Task to complete: Your answer must be a word-for-word copy of the data.

[Start of section]

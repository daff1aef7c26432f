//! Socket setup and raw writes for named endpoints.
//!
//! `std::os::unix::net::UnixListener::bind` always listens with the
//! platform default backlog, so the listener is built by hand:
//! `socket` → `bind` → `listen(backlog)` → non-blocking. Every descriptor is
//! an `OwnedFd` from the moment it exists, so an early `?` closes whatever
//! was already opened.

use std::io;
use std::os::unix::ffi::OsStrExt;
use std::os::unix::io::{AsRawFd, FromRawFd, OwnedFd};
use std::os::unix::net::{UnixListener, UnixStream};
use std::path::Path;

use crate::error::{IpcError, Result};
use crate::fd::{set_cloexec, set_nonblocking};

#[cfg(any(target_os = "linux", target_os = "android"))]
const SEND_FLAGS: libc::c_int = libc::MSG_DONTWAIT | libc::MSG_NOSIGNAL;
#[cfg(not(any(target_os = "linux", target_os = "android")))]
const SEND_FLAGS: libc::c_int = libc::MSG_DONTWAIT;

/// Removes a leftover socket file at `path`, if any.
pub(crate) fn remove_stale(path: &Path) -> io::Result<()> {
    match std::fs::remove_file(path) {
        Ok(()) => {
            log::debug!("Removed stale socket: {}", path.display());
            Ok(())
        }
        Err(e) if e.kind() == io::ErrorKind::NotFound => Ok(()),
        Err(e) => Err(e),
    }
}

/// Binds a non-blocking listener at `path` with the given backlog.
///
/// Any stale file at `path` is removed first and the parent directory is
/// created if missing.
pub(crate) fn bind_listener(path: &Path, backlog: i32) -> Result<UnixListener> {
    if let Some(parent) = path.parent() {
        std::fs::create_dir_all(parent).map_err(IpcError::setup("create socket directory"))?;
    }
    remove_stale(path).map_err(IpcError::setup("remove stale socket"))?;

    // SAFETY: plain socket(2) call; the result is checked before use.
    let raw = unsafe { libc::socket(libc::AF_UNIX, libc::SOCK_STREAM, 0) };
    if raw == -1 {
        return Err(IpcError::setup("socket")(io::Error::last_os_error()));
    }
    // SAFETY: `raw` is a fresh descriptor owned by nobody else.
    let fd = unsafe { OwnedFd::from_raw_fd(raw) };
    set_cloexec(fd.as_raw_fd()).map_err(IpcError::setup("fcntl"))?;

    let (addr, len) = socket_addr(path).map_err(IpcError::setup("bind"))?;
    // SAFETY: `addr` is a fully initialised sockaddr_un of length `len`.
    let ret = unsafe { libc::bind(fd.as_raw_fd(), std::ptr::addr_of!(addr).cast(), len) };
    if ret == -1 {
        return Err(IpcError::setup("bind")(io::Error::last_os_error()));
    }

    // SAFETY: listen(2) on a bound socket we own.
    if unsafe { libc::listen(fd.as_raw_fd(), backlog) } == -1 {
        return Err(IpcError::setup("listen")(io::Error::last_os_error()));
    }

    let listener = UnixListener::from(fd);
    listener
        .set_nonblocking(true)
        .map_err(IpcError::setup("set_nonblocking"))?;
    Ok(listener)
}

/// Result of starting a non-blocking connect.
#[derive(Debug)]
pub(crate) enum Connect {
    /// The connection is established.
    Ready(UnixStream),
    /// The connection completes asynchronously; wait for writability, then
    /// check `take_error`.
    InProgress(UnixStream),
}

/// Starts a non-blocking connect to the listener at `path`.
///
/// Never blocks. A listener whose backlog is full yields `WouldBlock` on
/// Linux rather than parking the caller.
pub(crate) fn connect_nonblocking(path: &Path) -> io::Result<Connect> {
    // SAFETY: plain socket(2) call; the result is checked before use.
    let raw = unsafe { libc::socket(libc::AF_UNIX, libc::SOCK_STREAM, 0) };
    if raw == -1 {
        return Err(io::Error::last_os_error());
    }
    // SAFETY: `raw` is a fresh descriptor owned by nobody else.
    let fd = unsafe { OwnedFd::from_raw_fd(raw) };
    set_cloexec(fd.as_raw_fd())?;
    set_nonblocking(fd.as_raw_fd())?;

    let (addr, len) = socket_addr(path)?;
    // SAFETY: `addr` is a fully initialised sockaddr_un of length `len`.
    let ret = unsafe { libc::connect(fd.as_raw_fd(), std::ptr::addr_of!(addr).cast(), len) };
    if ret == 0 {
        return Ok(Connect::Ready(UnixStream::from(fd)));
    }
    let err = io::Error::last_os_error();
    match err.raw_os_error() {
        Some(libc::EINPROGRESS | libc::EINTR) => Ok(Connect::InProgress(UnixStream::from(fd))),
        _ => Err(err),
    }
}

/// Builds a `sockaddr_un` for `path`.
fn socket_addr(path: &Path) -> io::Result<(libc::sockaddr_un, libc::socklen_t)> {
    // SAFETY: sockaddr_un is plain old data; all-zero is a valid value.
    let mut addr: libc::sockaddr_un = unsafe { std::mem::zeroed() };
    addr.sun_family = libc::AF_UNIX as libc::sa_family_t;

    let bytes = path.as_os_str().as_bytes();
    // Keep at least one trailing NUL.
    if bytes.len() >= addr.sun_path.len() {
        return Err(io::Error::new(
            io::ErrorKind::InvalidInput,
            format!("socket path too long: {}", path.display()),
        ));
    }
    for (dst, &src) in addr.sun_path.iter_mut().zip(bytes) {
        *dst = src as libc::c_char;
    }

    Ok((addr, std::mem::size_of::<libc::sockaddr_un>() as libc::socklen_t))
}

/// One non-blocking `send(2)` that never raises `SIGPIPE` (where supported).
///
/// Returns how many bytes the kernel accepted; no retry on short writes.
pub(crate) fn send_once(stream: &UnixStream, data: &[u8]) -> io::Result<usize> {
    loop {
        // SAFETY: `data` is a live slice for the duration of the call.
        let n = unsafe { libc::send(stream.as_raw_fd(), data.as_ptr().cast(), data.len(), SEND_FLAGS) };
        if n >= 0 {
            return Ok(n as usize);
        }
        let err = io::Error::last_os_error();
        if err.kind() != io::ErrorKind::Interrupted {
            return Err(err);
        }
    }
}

[End of section]

Answer box:
repository daff1aef7c26432f
//! Socket setup and raw writes for named endpoints.
//!
//! `std::os::unix::net::UnixListener::bind` always listens with the
//! platform default backlog, so the listener is built by hand:
//! `socket` → `bind` → `listen(backlog)` → non-blocking. Every descriptor is
//! an `OwnedFd` from the moment it exists, so an early `?` closes whatever
//! was already opened.

use std::io;
use std::os::unix::ffi::OsStrExt;
use std::os::unix::io::{AsRawFd, FromRawFd, OwnedFd};
use std::os::unix::net::{UnixListener, UnixStream};
use std::path::Path;

use crate::error::{IpcError, Result};
use crate::fd::{set_cloexec, set_nonblocking};

#[cfg(any(target_os = "linux", target_os = "android"))]
const SEND_FLAGS: libc::c_int = libc::MSG_DONTWAIT | libc::MSG_NOSIGNAL;
#[cfg(not(any(target_os = "linux", target_os = "android")))]
const SEND_FLAGS: libc::c_int = libc::MSG_DONTWAIT;

/// Removes a leftover socket file at `path`, if any.
pub(crate) fn remove_stale(path: &Path) -> io::Result<()> {
    match std::fs::remove_file(path) {
        Ok(()) => {
            log::debug!("Removed stale socket: {}", path.display());
            Ok(())
        }
        Err(e) if e.kind() == io::ErrorKind::NotFound => Ok(()),
        Err(e) => Err(e),
    }
}

/// Binds a non-blocking listener at `path` with the given backlog.
///
/// Any stale file at `path` is removed first and the parent directory is
/// created if missing.
pub(crate) fn bind_listener(path: &Path, backlog: i32) -> Result<UnixListener> {
    if let Some(parent) = path.parent() {
        std::fs::create_dir_all(parent).map_err(IpcError::setup("create socket directory"))?;
    }
    remove_stale(path).map_err(IpcError::setup("remove stale socket"))?;

    // SAFETY: plain socket(2) call; the result is checked before use.
    let raw = unsafe { libc::socket(libc::AF_UNIX, libc::SOCK_STREAM, 0) };
    if raw == -1 {
        return Err(IpcError::setup("socket")(io::Error::last_os_error()));
    }
    // SAFETY: `raw` is a fresh descriptor owned by nobody else.
    let fd = unsafe { OwnedFd::from_raw_fd(raw) };
    set_cloexec(fd.as_raw_fd()).map_err(IpcError::setup("fcntl"))?;

    let (addr, len) = socket_addr(path).map_err(IpcError::setup("bind"))?;
    // SAFETY: `addr` is a fully initialised sockaddr_un of length `len`.
    let ret = unsafe { libc::bind(fd.as_raw_fd(), std::ptr::addr_of!(addr).cast(), len) };
    if ret == -1 {
        return Err(IpcError::setup("bind")(io::Error::last_os_error()));
    }

    // SAFETY: listen(2) on a bound socket we own.
    if unsafe { libc::listen(fd.as_raw_fd(), backlog) } == -1 {
        return Err(IpcError::setup("listen")(io::Error::last_os_error()));
    }

    let listener = UnixListener::from(fd);
    listener
        .set_nonblocking(true)
        .map_err(IpcError::setup("set_nonblocking"))?;
    Ok(listener)
}

/// Result of starting a non-blocking connect.
#[derive(Debug)]
pub(crate) enum Connect {
    /// The connection is established.
    Ready(UnixStream),
    /// The connection completes asynchronously; wait for writability, then
    /// check `take_error`.
    InProgress(UnixStream),
}

/// Starts a non-blocking connect to the listener at `path`.
///
/// Never blocks. A listener whose backlog is full yields `WouldBlock` on
/// Linux rather than parking the caller.
pub(crate) fn connect_nonblocking(path: &Path) -> io::Result<Connect> {
    // SAFETY: plain socket(2) call; the result is checked before use.
    let raw = unsafe { libc::socket(libc::AF_UNIX, libc::SOCK_STREAM, 0) };
    if raw == -1 {
        return Err(io::Error::last_os_error());
    }
    // SAFETY: `raw` is a fresh descriptor owned by nobody else.
    let fd = unsafe { OwnedFd::from_raw_fd(raw) };
    set_cloexec(fd.as_raw_fd())?;
    set_nonblocking(fd.as_raw_fd())?;

    let (addr, len) = socket_addr(path)?;
    // SAFETY: `addr` is a fully initialised sockaddr_un of length `len`.
    let ret = unsafe { libc::connect(fd.as_raw_fd(), std::ptr::addr_of!(addr).cast(), len) };
    if ret == 0 {
        return Ok(Connect::Ready(UnixStream::from(fd)));
    }
    let err = io::Error::last_os_error();
    match err.raw_os_error() {
        Some(libc::EINPROGRESS | libc::EINTR) => Ok(Connect::InProgress(UnixStream::from(fd))),
        _ => Err(err),
    }
}

/// Builds a `sockaddr_un` for `path`.
fn socket_addr(path: &Path) -> io::Result<(libc::sockaddr_un, libc::socklen_t)> {
    // SAFETY: sockaddr_un is plain old data; all-zero is a valid value.
    let mut addr: libc::sockaddr_un = unsafe { std::mem::zeroed() };
    addr.sun_family = libc::AF_UNIX as libc::sa_family_t;

    let bytes = path.as_os_str().as_bytes();
    // Keep at least one trailing NUL.
    if bytes.len() >= addr.sun_path.len() {
        return Err(io::Error::new(
            io::ErrorKind::InvalidInput,
            format!("socket path too long: {}", path.display()),
        ));
    }
    for (dst, &src) in addr.sun_path.iter_mut().zip(bytes) {
        *dst = src as libc::c_char;
    }

    Ok((addr, std::mem::size_of::<libc::sockaddr_un>() as libc::socklen_t))
}

/// One non-blocking `send(2)` that never raises `SIGPIPE` (where supported).
///
/// Returns how many bytes the kernel accepted; no retry on short writes.
pub(crate) fn send_once(stream: &UnixStream, data: &[u8]) -> io::Result<usize> {
    loop {
        // SAFETY: `data` is a live slice for the duration of the call.
        let n = unsafe { libc::send(stream.as_raw_fd(), data.as_ptr().cast(), data.len(), SEND_FLAGS) };
        if n >= 0 {
            return Ok(n as usize);
        }
        let err = io::Error::last_os_error();
        if err.kind() != io::ErrorKind::Interrupted {
            return Err(err);
        }
    }
}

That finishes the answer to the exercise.